Starring: Brad Pitt, Damson Idris, Javier Bardem
Director: Joseph Kosinski 
Producer: Jerry Bruckheimer

Executive Producer: Lewis Hamilton



There’s a moment early in F1 where Brad Pitt’s Sonny Hayes, a retired racing legend, leans against a sunbaked garage in Monaco, watching a younger driver scream past in a blur of carbon fiber and arrogance. He doesn’t say a word. He doesn’t need to. The smirk, the sunglasses, the way his knuckles tighten around a wrench—it’s all there. This is Pitt doing what Pitt does best: making effortless cool look like an Olympic sport. And F1, Joseph Kosinski’s petrol-headed follow-up to Top Gun: Maverick, is at its best when it lets that energy drive the film.

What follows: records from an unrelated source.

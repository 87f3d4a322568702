//! Assembly of subprocess invocations.

use std::fmt;
use std::path::{Path, PathBuf};

use super::arg::Argument;

/// Accumulates arguments for one program, in order.
#[derive(Debug, Clone)]
pub struct CommandBuilder {
    program: String,
    args: Vec<Argument>,
    current_dir: Option<PathBuf>,
}

/// A fully built, immutable subprocess invocation.
#[derive(Debug, Clone, PartialEq, Eq)]
pub struct Invocation {
    program: String,
    args: Vec<Argument>,
    current_dir: Option<PathBuf>,
}

impl CommandBuilder {
    /// Starts a command for the given program.
    #[must_use]
    pub fn new(program: impl Into<String>) -> Self {
        Self {
            program: program.into(),
            args: Vec::new(),
            current_dir: None,
        }
    }

    /// Appends an argument.
    pub fn add(&mut self, arg: Argument) -> &mut Self {
        self.args.push(arg);
        self
    }

    /// Appends an argument if present.
    pub fn add_opt(&mut self, arg: Option<Argument>) -> &mut Self {
        if let Some(arg) = arg {
            self.args.push(arg);
        }
        self
    }

    /// Appends every argument, keeping their order.
    pub fn extend(&mut self, args: impl IntoIterator<Item = Argument>) -> &mut Self {
        self.args.extend(args);
        self
    }

    /// Runs the command from the given directory.
    #[must_use]
    pub fn current_dir(mut self, dir: impl Into<PathBuf>) -> Self {
        self.current_dir = Some(dir.into());
        self
    }

    /// Finalizes the invocation.
    #[must_use]
    pub fn build(self) -> Invocation {
        Invocation {
            program: self.program,
            args: self.args,
            current_dir: self.current_dir,
        }
    }
}

impl Invocation {
    /// Returns the program name.
    #[must_use]
    pub fn program(&self) -> &str {
        &self.program
    }

    /// Returns the arguments in order.
    #[must_use]
    pub fn args(&self) -> &[Argument] {
        &self.args
    }

    /// Returns the working directory, if overridden.
    #[must_use]
    pub fn current_dir(&self) -> Option<&Path> {
        self.current_dir.as_deref()
    }

    /// The literal argv passed to the process, secrets included.
    #[must_use]
    pub fn to_args(&self) -> Vec<String> {
        self.args.iter().flat_map(Argument::tokens).collect()
    }

    /// The loggable form of the command with every secret value masked.
    #[must_use]
    pub fn render(&self) -> String {
        std::iter::once(self.program.clone())
            .chain(self.args.iter().flat_map(Argument::rendered_tokens))
            .map(|token| quote(&token))
            .collect::<Vec<_>>()
            .join(" ")
    }
}

impl fmt::Display for Invocation {
    fn fmt(&self, f: &mut fmt::Formatter<'_>) -> fmt::Result {
        f.write_str(&self.render())
    }
}

/// Quotes a token for display when it would be ambiguous unquoted.
fn quote(token: &str) -> String {
    if token.is_empty() {
        return String::from("''");
    }
    if token.chars().any(char::is_whitespace) {
        return format!("'{}'", token.replace('\'', r"'\''"));
    }
    token.to_string()
}
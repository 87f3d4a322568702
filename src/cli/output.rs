//! Output formatting for CLI commands.
//!
//! This module provides formatting utilities for displaying
//! information to the user in various formats.

use colored::Colorize;
use std::fmt::Write;
use tabled::{Table, Tabled};

use crate::config::{ClusterConfig, ValidationResult};
use crate::driver::{InstallReport, PlannedCommand};
use crate::installer::{ReleaseOutcome, ReleaseReport};

use super::commands::OutputFormat;

/// Output formatter for CLI.
#[derive(Debug)]
pub struct OutputFormatter {
    /// Output format.
    format: OutputFormat,
}

/// Release row for table display.
#[derive(Tabled)]
struct ReleaseRow {
    #[tabled(rename = "Release")]
    release: String,
    #[tabled(rename = "Chart")]
    chart: String,
    #[tabled(rename = "Version")]
    version: String,
    #[tabled(rename = "Namespace")]
    namespace: String,
    #[tabled(rename = "Method")]
    method: String,
    #[tabled(rename = "Result")]
    result: String,
}

/// Planned command row for table display.
#[derive(Tabled)]
struct CommandRow {
    #[tabled(rename = "#")]
    index: usize,
    #[tabled(rename = "Scope")]
    scope: String,
    #[tabled(rename = "Command")]
    command: String,
}

impl OutputFormatter {
    /// Creates a new output formatter.
    #[must_use]
    pub const fn new(format: OutputFormat) -> Self {
        Self { format }
    }

    /// Formats the result of an install run.
    #[must_use]
    pub fn format_report(&self, report: &InstallReport) -> String {
        match self.format {
            OutputFormat::Json => serde_json::to_string_pretty(report).unwrap_or_default(),
            OutputFormat::Text => Self::format_report_text(report),
        }
    }

    fn format_report_text(report: &InstallReport) -> String {
        let mut output = String::new();
        let _ = writeln!(
            output,
            "\nCluster: {}{}",
            report.cluster,
            if report.dry_run { " (dry run)" } else { "" }
        );

        if report.releases.is_empty() {
            output.push_str("   No releases configured.\n");
            return output;
        }

        let rows: Vec<ReleaseRow> = report.releases.iter().map(Self::release_row).collect();
        output.push_str(&Table::new(rows).to_string());
        output.push('\n');

        let elapsed = report.finished_at - report.started_at;
        let _ = writeln!(
            output,
            "\n{} release(s) processed in {}s, {} repo(s) synchronized",
            report.releases.len().to_string().green(),
            elapsed.num_seconds(),
            report.repositories
        );

        let warnings = report.warning_count();
        if warnings > 0 {
            let _ = writeln!(output, "\n{} {warnings} override warning(s):", "!".yellow());
            for release in &report.releases {
                for warning in &release.warnings {
                    let _ = writeln!(output, "   - {}: {warning}", release.release);
                }
            }
        }

        output
    }

    fn release_row(release: &ReleaseReport) -> ReleaseRow {
        let result = match release.outcome {
            ReleaseOutcome::Installed if release.apply_attempts > 1 => {
                format!("installed (apply x{})", release.apply_attempts)
                    .green()
                    .to_string()
            }
            ReleaseOutcome::Installed => "installed".green().to_string(),
            ReleaseOutcome::Rendered => "rendered".cyan().to_string(),
            ReleaseOutcome::DryRun => "dry run".cyan().to_string(),
        };

        ReleaseRow {
            release: release.release.clone(),
            chart: Self::truncate(&release.chart, 40),
            version: release.version.clone(),
            namespace: if release.namespace.is_empty() {
                String::from("-")
            } else {
                release.namespace.clone()
            },
            method: release.method.to_string(),
            result,
        }
    }

    /// Formats the command listing of a template run.
    #[must_use]
    pub fn format_plan(&self, commands: &[PlannedCommand]) -> String {
        match self.format {
            OutputFormat::Json => serde_json::to_string_pretty(commands).unwrap_or_default(),
            OutputFormat::Text => {
                let rows: Vec<CommandRow> = commands
                    .iter()
                    .enumerate()
                    .map(|(i, c)| CommandRow {
                        index: i + 1,
                        scope: c.scope.clone().unwrap_or_else(|| String::from("-")),
                        command: c.command.clone(),
                    })
                    .collect();
                format!("{}\n", Table::new(rows))
            }
        }
    }

    /// Formats a validation result with a configuration summary.
    #[must_use]
    pub fn format_validation(
        &self,
        config: &ClusterConfig,
        result: &ValidationResult,
        show_warnings: bool,
    ) -> String {
        match self.format {
            OutputFormat::Json => serde_json::to_string_pretty(&serde_json::json!({
                "valid": result.is_valid(),
                "errors": result.errors.iter().map(ToString::to_string).collect::<Vec<_>>(),
                "warnings": result.warnings,
                "cluster": config.name,
                "repositories": config.helm.repos.len(),
                "releases": config.release_names(),
            }))
            .unwrap_or_default(),
            OutputFormat::Text => Self::format_validation_text(config, result, show_warnings),
        }
    }

    fn format_validation_text(
        config: &ClusterConfig,
        result: &ValidationResult,
        show_warnings: bool,
    ) -> String {
        let mut output = String::new();

        if result.is_valid() {
            let _ = writeln!(output, "{} Configuration is valid!", "✓".green());
        } else {
            let _ = writeln!(
                output,
                "{} Configuration has {} error(s):",
                "✗".red(),
                result.error_count()
            );
            for error in &result.errors {
                let _ = writeln!(output, "   - {error}");
            }
        }

        if show_warnings && result.warning_count() > 0 {
            let _ = writeln!(output, "\nWarnings:");
            for warning in &result.warnings {
                let _ = writeln!(output, "   - {warning}");
            }
        }

        let _ = writeln!(output, "\nConfiguration summary:");
        let _ = writeln!(output, "  Cluster: {}", config.name);
        let _ = writeln!(output, "  Repositories: {}", config.helm.repos.len());
        let _ = writeln!(output, "  Releases: {}", config.releases.len());
        output
    }

    /// Truncates a string with an ellipsis.
    fn truncate(s: &str, max: usize) -> String {
        if s.chars().count() <= max {
            s.to_string()
        } else {
            let kept: String = s.chars().take(max.saturating_sub(3)).collect();
            format!("{kept}...")
        }
    }
}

This isn’t a deep dive into the soul of motorsport. It’s not Rush, nor does it want to be. What F1 delivers is something closer to Maverick’s playbook: a big, loud, beautifully shot crowd-pleaser that treats Formula 1 like a battlefield, complete with hero shots of Pitt squinting through visor glare and Javier Bardem snarling through team radio like a Bond villain who traded espionage for aerodynamics. The races are shot with the same immersive, seat-shaking intensity Kosinski brought to fighter jets, and the sound design—oh, the sound design—turns every downshift into a symphony.



But here’s the thing: F1 knows exactly what it is. It’s not here to reinvent the wheel (pun very much intended). The emotional beats are familiar, the rivalries are broad, and the third act goes exactly where you think it will. Yet it’s hard to care when the execution is this polished. Pitt and Damson Idris, as his hotheaded protégé, sell the mentor-rookie dynamic with enough wit and grit to make the clichés feel fresh. And Bardem? He’s having the time of his life, playing a team boss so deliciously slimy you’ll wish he’d twirl a mustache.


Is it groundbreaking cinema? No. But like a perfect lap, F1 doesn’t need to be revolutionary to leave you buzzing. It just needs to stick the landing—and with Pitt behind the wheel, it does.


Verdict: ★★★★☆ (4/5) – A high-octane blockbuster that’s all vibe, no pretension.